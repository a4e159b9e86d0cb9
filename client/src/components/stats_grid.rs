//! Admin overview cards.

use leptos::prelude::*;

use crate::components::status_badge::PlainBadge;
use crate::state::records::ADMIN_STATS;

#[component]
pub fn StatsGrid() -> impl IntoView {
    view! {
        <div class="stats-grid">
            {ADMIN_STATS
                .iter()
                .map(|stat| {
                    view! {
                        <div class="card">
                            <div class="card__content stat">
                                <div>
                                    <p class="stat__title">{stat.title}</p>
                                    <div class="stat__value-row">
                                        <p class="stat__value">{stat.value}</p>
                                        <PlainBadge label=stat.change/>
                                    </div>
                                </div>
                                <span class=format!("icon icon--lg icon--{} {}", stat.icon, stat.tone.text_class()) aria-hidden="true"></span>
                            </div>
                        </div>
                    }
                })
                .collect_view()}
        </div>
    }
}
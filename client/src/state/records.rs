//! Display-only hostel records and the fixed sample data behind both
//! dashboards.
//!
//! DESIGN
//! ======
//! Nothing in the portal mutates these lists. Submitting a complaint, posting
//! a notice, or changing a status only raises a notification; the sample data
//! renders the same on every visit.

#[cfg(test)]
#[path = "records_test.rs"]
mod records_test;

use serde::{Deserialize, Serialize};

use crate::util::badge::Tone;

// =============================================================================
// KEYWORD ENUMS
// =============================================================================

/// Complaint and notice priority.
#[derive(Clone, Copy, Debug, Default, PartialEq, Eq, Hash, Serialize, Deserialize)]
#[serde(rename_all = "lowercase")]
pub enum Priority {
    Low,
    #[default]
    Medium,
    High,
}

impl Priority {
    pub const ALL: [Self; 3] = [Self::Low, Self::Medium, Self::High];

    pub fn as_str(self) -> &'static str {
        match self {
            Self::Low => "low",
            Self::Medium => "medium",
            Self::High => "high",
        }
    }

    pub fn label(self) -> &'static str {
        match self {
            Self::Low => "Low",
            Self::Medium => "Medium",
            Self::High => "High",
        }
    }

    pub fn from_keyword(raw: &str) -> Option<Self> {
        Self::ALL.into_iter().find(|p| p.as_str() == raw)
    }
}

#[derive(Clone, Copy, Debug, PartialEq, Eq, Hash, Serialize, Deserialize)]
#[serde(rename_all = "lowercase")]
pub enum RoomStatus {
    Available,
    Occupied,
    Maintenance,
}

impl RoomStatus {
    pub const ALL: [Self; 3] = [Self::Available, Self::Occupied, Self::Maintenance];

    pub fn as_str(self) -> &'static str {
        match self {
            Self::Available => "available",
            Self::Occupied => "occupied",
            Self::Maintenance => "maintenance",
        }
    }

    pub fn label(self) -> &'static str {
        match self {
            Self::Available => "Available",
            Self::Occupied => "Occupied",
            Self::Maintenance => "Maintenance",
        }
    }
}

#[derive(Clone, Copy, Debug, PartialEq, Eq, Hash, Serialize, Deserialize)]
#[serde(rename_all = "kebab-case")]
pub enum ComplaintStatus {
    Pending,
    InProgress,
    Resolved,
}

impl ComplaintStatus {
    pub const ALL: [Self; 3] = [Self::Pending, Self::InProgress, Self::Resolved];

    pub fn as_str(self) -> &'static str {
        match self {
            Self::Pending => "pending",
            Self::InProgress => "in-progress",
            Self::Resolved => "resolved",
        }
    }

    pub fn label(self) -> &'static str {
        match self {
            Self::Pending => "Pending",
            Self::InProgress => "In Progress",
            Self::Resolved => "Resolved",
        }
    }

    pub fn from_keyword(raw: &str) -> Option<Self> {
        Self::ALL.into_iter().find(|s| s.as_str() == raw)
    }
}

/// Complaint categories offered by the student complaint form, as
/// `(value, label)` pairs.
pub const COMPLAINT_KINDS: &[(&str, &str)] = &[
    ("maintenance", "Maintenance"),
    ("cleaning", "Cleaning"),
    ("electrical", "Electrical"),
    ("plumbing", "Plumbing"),
    ("other", "Other"),
];

// =============================================================================
// RECORDS
// =============================================================================

/// Room as a student sees it.
#[derive(Clone, Debug, PartialEq, Eq)]
pub struct StudentRoom {
    pub id: &'static str,
    pub kind: &'static str,
    pub status: RoomStatus,
    pub floor: u8,
    pub amenities: &'static [&'static str],
}

/// Room as an admin sees it.
#[derive(Clone, Debug, PartialEq, Eq)]
pub struct AdminRoom {
    pub id: &'static str,
    pub kind: &'static str,
    pub status: RoomStatus,
    pub floor: u8,
    pub occupants: Option<&'static str>,
}

/// Room card subtitle, e.g. `"Single • Floor 1"`.
pub fn room_subtitle(kind: &str, floor: u8) -> String {
    format!("{kind} • Floor {floor}")
}

#[derive(Clone, Debug, PartialEq, Eq)]
pub struct StudentComplaint {
    pub id: u32,
    pub kind: &'static str,
    pub description: &'static str,
    pub status: ComplaintStatus,
    pub date: &'static str,
}

#[derive(Clone, Debug, PartialEq, Eq)]
pub struct AdminComplaint {
    pub id: u32,
    pub student: &'static str,
    pub kind: &'static str,
    pub description: &'static str,
    pub status: ComplaintStatus,
    pub date: &'static str,
    pub priority: Priority,
}

#[derive(Clone, Debug, PartialEq, Eq)]
pub struct Notice {
    pub id: u32,
    pub title: &'static str,
    pub content: &'static str,
    pub date: &'static str,
    pub priority: Priority,
}

/// Admin overview card.
#[derive(Clone, Copy, Debug, PartialEq, Eq)]
pub struct Stat {
    pub title: &'static str,
    pub value: &'static str,
    pub change: &'static str,
    pub icon: &'static str,
    pub tone: Tone,
}

// =============================================================================
// SAMPLE DATA
// =============================================================================

pub fn student_rooms() -> Vec<StudentRoom> {
    vec![
        StudentRoom { id: "R101", kind: "Single", status: RoomStatus::Available, floor: 1, amenities: &["Bed", "Desk", "WiFi"] },
        StudentRoom {
            id: "R102",
            kind: "Double",
            status: RoomStatus::Occupied,
            floor: 1,
            amenities: &["Bed", "Desk", "WiFi", "AC"],
        },
        StudentRoom { id: "R201", kind: "Single", status: RoomStatus::Available, floor: 2, amenities: &["Bed", "Desk", "WiFi"] },
        StudentRoom {
            id: "R202",
            kind: "Triple",
            status: RoomStatus::Maintenance,
            floor: 2,
            amenities: &["Bed", "Desk", "WiFi"],
        },
    ]
}

pub fn admin_rooms() -> Vec<AdminRoom> {
    vec![
        AdminRoom { id: "R101", kind: "Single", status: RoomStatus::Available, floor: 1, occupants: None },
        AdminRoom { id: "R102", kind: "Double", status: RoomStatus::Occupied, floor: 1, occupants: Some("STU001, STU002") },
        AdminRoom { id: "R201", kind: "Single", status: RoomStatus::Available, floor: 2, occupants: None },
        AdminRoom { id: "R202", kind: "Triple", status: RoomStatus::Maintenance, floor: 2, occupants: None },
        AdminRoom { id: "R301", kind: "Double", status: RoomStatus::Occupied, floor: 3, occupants: Some("STU003, STU004") },
    ]
}

pub fn student_complaints() -> Vec<StudentComplaint> {
    vec![
        StudentComplaint {
            id: 1,
            kind: "Maintenance",
            description: "AC not working",
            status: ComplaintStatus::Pending,
            date: "2024-01-15",
        },
        StudentComplaint {
            id: 2,
            kind: "Cleaning",
            description: "Bathroom needs cleaning",
            status: ComplaintStatus::Resolved,
            date: "2024-01-14",
        },
    ]
}

pub fn admin_complaints() -> Vec<AdminComplaint> {
    vec![
        AdminComplaint {
            id: 1,
            student: "STU001",
            kind: "Maintenance",
            description: "AC not working in room R102",
            status: ComplaintStatus::Pending,
            date: "2024-01-15",
            priority: Priority::High,
        },
        AdminComplaint {
            id: 2,
            student: "STU003",
            kind: "Cleaning",
            description: "Bathroom needs deep cleaning",
            status: ComplaintStatus::InProgress,
            date: "2024-01-14",
            priority: Priority::Medium,
        },
        AdminComplaint {
            id: 3,
            student: "STU005",
            kind: "Electrical",
            description: "Power outlet not working",
            status: ComplaintStatus::Resolved,
            date: "2024-01-13",
            priority: Priority::High,
        },
    ]
}

pub fn notices() -> Vec<Notice> {
    vec![
        Notice {
            id: 1,
            title: "Hostel Fees Due",
            content: "Please pay your hostel fees before January 31st",
            date: "2024-01-10",
            priority: Priority::High,
        },
        Notice {
            id: 2,
            title: "WiFi Maintenance",
            content: "WiFi will be down for maintenance on January 20th",
            date: "2024-01-12",
            priority: Priority::Medium,
        },
    ]
}

pub const ADMIN_STATS: &[Stat] = &[
    Stat { title: "Total Rooms", value: "124", change: "+2", icon: "home", tone: Tone::Primary },
    Stat { title: "Occupied", value: "98", change: "+5", icon: "users", tone: Tone::Success },
    Stat { title: "Available", value: "20", change: "-3", icon: "check-circle", tone: Tone::Info },
    Stat { title: "Under Maintenance", value: "6", change: "+1", icon: "clock", tone: Tone::Warning },
];
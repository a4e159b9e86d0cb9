//! Router assembly.
//!
//! SYSTEM CONTEXT
//! ==============
//! One Axum router serves the server-rendered portal at `/`, the hydrate
//! bundle under `/pkg`, and a health check. The host keeps no portal state;
//! sessions, drafts, and records all live in the browser.

#[cfg(test)]
#[path = "routes_test.rs"]
mod routes_test;

use std::path::PathBuf;

use axum::Router;
use axum::http::StatusCode;
use axum::response::Redirect;
use axum::routing::get;
use leptos::prelude::*;
use leptos_axum::{LeptosRoutes, generate_route_list};
use tower_http::compression::CompressionLayer;
use tower_http::services::ServeDir;
use tower_http::trace::TraceLayer;

/// Health and legacy-path routes that need no Leptos state.
fn service_routes<S>() -> Router<S>
where
    S: Clone + Send + Sync + 'static,
{
    Router::new()
        .route("/healthz", get(healthz))
        .route("/login", get(redirect_login_to_root))
}

async fn healthz() -> StatusCode {
    StatusCode::OK
}

/// The login screen is the root view whenever no session exists.
async fn redirect_login_to_root() -> Redirect {
    Redirect::temporary("/")
}

/// Full host router: service routes + Leptos SSR + static bundle.
pub fn app(leptos_options: LeptosOptions) -> Router {
    let routes = generate_route_list(hostel_client::app::App);
    let pkg_dir = PathBuf::from(&*leptos_options.site_root).join(&*leptos_options.site_pkg_dir);
    tracing::debug!(routes = routes.len(), pkg_dir = %pkg_dir.display(), "assembling router");

    service_routes()
        .leptos_routes(&leptos_options, routes, {
            let opts = leptos_options.clone();
            move || hostel_client::app::shell(opts.clone())
        })
        .nest_service("/pkg", ServeDir::new(pkg_dir))
        .layer(CompressionLayer::new())
        .layer(TraceLayer::new_for_http())
        .with_state(leptos_options)
}
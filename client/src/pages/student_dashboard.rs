//! Student dashboard: room availability, complaints, notices.

use leptos::prelude::*;

use crate::components::complaint_form::ComplaintForm;
use crate::components::dashboard_header::DashboardHeader;
use crate::components::notice_list::NoticeList;
use crate::components::room_card::StudentRoomCard;
use crate::components::status_badge::StatusBadge;
use crate::components::tab_bar::TabBar;
use crate::state::complaint::ComplaintDraft;
use crate::state::records::{student_complaints, student_rooms};
use crate::state::ui::DashboardTab;

#[component]
pub fn StudentDashboard(user_id: String, on_logout: Callback<()>) -> impl IntoView {
    let tab = RwSignal::new(DashboardTab::default());
    // Outlives tab switches so a half-written complaint survives them.
    let draft = RwSignal::new(ComplaintDraft::default());

    view! {
        <div class="dashboard">
            <DashboardHeader title="Student Dashboard" icon="home" user_id=user_id on_logout=on_logout/>
            <main class="dashboard__body">
                <TabBar active=tab/>
                {move || match tab.get() {
                    DashboardTab::Rooms => view! { <RoomsTab/> }.into_any(),
                    DashboardTab::Complaints => view! { <ComplaintsTab draft=draft/> }.into_any(),
                    DashboardTab::Notices => {
                        view! {
                            <section class="tab-panel">
                                <h2 class="tab-panel__title">"Important Notices"</h2>
                                <NoticeList manage=false/>
                            </section>
                        }
                            .into_any()
                    }
                }}
            </main>
        </div>
    }
}

#[component]
fn RoomsTab() -> impl IntoView {
    view! {
        <section class="tab-panel">
            <h2 class="tab-panel__title">"Room Availability"</h2>
            <div class="card-grid">
                {student_rooms().into_iter().map(|room| view! { <StudentRoomCard room=room/> }).collect_view()}
            </div>
        </section>
    }
}

#[component]
fn ComplaintsTab(draft: RwSignal<ComplaintDraft>) -> impl IntoView {
    view! {
        <section class="tab-panel">
            <ComplaintForm draft=draft/>
            <div class="card">
                <div class="card__header">
                    <h3 class="card__title">"My Complaints"</h3>
                    <p class="card__description">"Track your submitted complaints"</p>
                </div>
                <div class="card__content list">
                    {student_complaints()
                        .into_iter()
                        .map(|c| {
                            view! {
                                <div class="list__row">
                                    <div>
                                        <p class="list__primary">{c.description}</p>
                                        <p class="text--muted">{format!("{} • {}", c.kind, c.date)}</p>
                                    </div>
                                    <StatusBadge keyword=c.status.as_str()/>
                                </div>
                            }
                        })
                        .collect_view()}
                </div>
            </div>
        </section>
    }
}
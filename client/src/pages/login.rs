//! Login page: role selector, id and password, and the demo credentials card.
//!
//! No credentials are checked. A submit with both fields filled hands
//! `(role, id)` to `on_login`; anything else is ignored.

use leptos::prelude::*;

use crate::state::login::{DEMO_CREDENTIALS, LoginForm};
use crate::state::session::Role;

#[component]
pub fn LoginPage(on_login: Callback<(Role, String)>) -> impl IntoView {
    let form = RwSignal::new(LoginForm::default());

    let on_submit = move |ev: leptos::ev::SubmitEvent| {
        ev.prevent_default();
        match form.with(LoginForm::submit) {
            Ok(accepted) => on_login.run(accepted),
            Err(e) => log::debug!("login submit ignored: {e}"),
        }
    };

    let role_button = move |role: Role, icon: &'static str, label: &'static str| {
        view! {
            <button
                type="button"
                class=move || {
                    if form.with(|f| f.role) == role { "btn btn--primary login-role" } else { "btn btn--outline login-role" }
                }
                on:click=move |_| form.update(|f| f.role = role)
            >
                <span class=format!("icon icon--{icon}") aria-hidden="true"></span>
                {label}
            </button>
        }
    };

    view! {
        <div class="login-page">
            <div class="login-page__column">
                <div class="login-page__heading">
                    <span class="icon icon--xl icon--building text--primary" aria-hidden="true"></span>
                    <h1>"Hostel Management"</h1>
                    <p class="text--muted">"Sign in to your account"</p>
                </div>

                <div class="login-roles">
                    {role_button(Role::Student, "users", "Student")}
                    {role_button(Role::Admin, "shield", "Admin")}
                </div>

                <div class="card card--raised">
                    <div class="card__header">
                        <h2 class="card__title">
                            <span class="badge badge--secondary">{move || form.with(|f| f.role.badge_label())}</span>
                            "Login"
                        </h2>
                        <p class="card__description">{move || form.with(LoginForm::description)}</p>
                    </div>
                    <div class="card__content">
                        <form class="form" on:submit=on_submit>
                            <div class="form__field">
                                <label for="user-id">{move || form.with(LoginForm::id_label)}</label>
                                <input
                                    id="user-id"
                                    type="text"
                                    required=true
                                    placeholder=move || form.with(LoginForm::id_placeholder)
                                    prop:value=move || form.with(|f| f.id.clone())
                                    on:input=move |ev| {
                                        let value = event_target_value(&ev);
                                        form.update(|f| f.id = value);
                                    }
                                />
                            </div>
                            <div class="form__field">
                                <label for="password">"Password"</label>
                                <input
                                    id="password"
                                    type="password"
                                    required=true
                                    placeholder="Enter your password"
                                    prop:value=move || form.with(|f| f.password.clone())
                                    on:input=move |ev| {
                                        let value = event_target_value(&ev);
                                        form.update(|f| f.password = value);
                                    }
                                />
                            </div>
                            <button class="btn btn--primary btn--block" type="submit">"Sign In"</button>
                        </form>
                    </div>
                </div>

                <div class="card card--muted">
                    <div class="card__content demo-credentials">
                        <p class="demo-credentials__title">"Demo Credentials:"</p>
                        <div class="demo-credentials__grid">
                            {DEMO_CREDENTIALS
                                .iter()
                                .map(|cred| {
                                    let heading = match cred.role {
                                        Role::Student => "Student:",
                                        Role::Admin => "Admin:",
                                    };
                                    view! {
                                        <div>
                                            <p class="demo-credentials__role">{heading}</p>
                                            <p>"ID: " {cred.id}</p>
                                            <p>"Pass: " {cred.password}</p>
                                        </div>
                                    }
                                })
                                .collect_view()}
                        </div>
                    </div>
                </div>
            </div>
        </div>
    }
}
//! Number theory for the key exchange.
//!
//! This module groups the modular arithmetic the handshake is built on:
//! modular multiplication and exponentiation, primality testing, and the
//! primitive-root test used to pick a generator for a prime modulus.
//!
//! Everything here is a pure function over `u64` values. There is no I/O,
//! no randomness and no allocation outside of the factor and root lists.
//!
//! ## Overflow
//!
//! Products are always formed in 128 bits before reduction, so every
//! function accepts the full `u64` range for its operands. The only
//! precondition is a non-zero modulus for [`mod_mul`] and [`mod_pow`].

mod core;

pub use self::core::*;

----

When a line in the data contains the string "before", copy that line.

## RESULT OF THE EXERCISE
            content: "Please pay your hostel fees before January 31st",
//! Products are always formed in 128 bits before reduction, so every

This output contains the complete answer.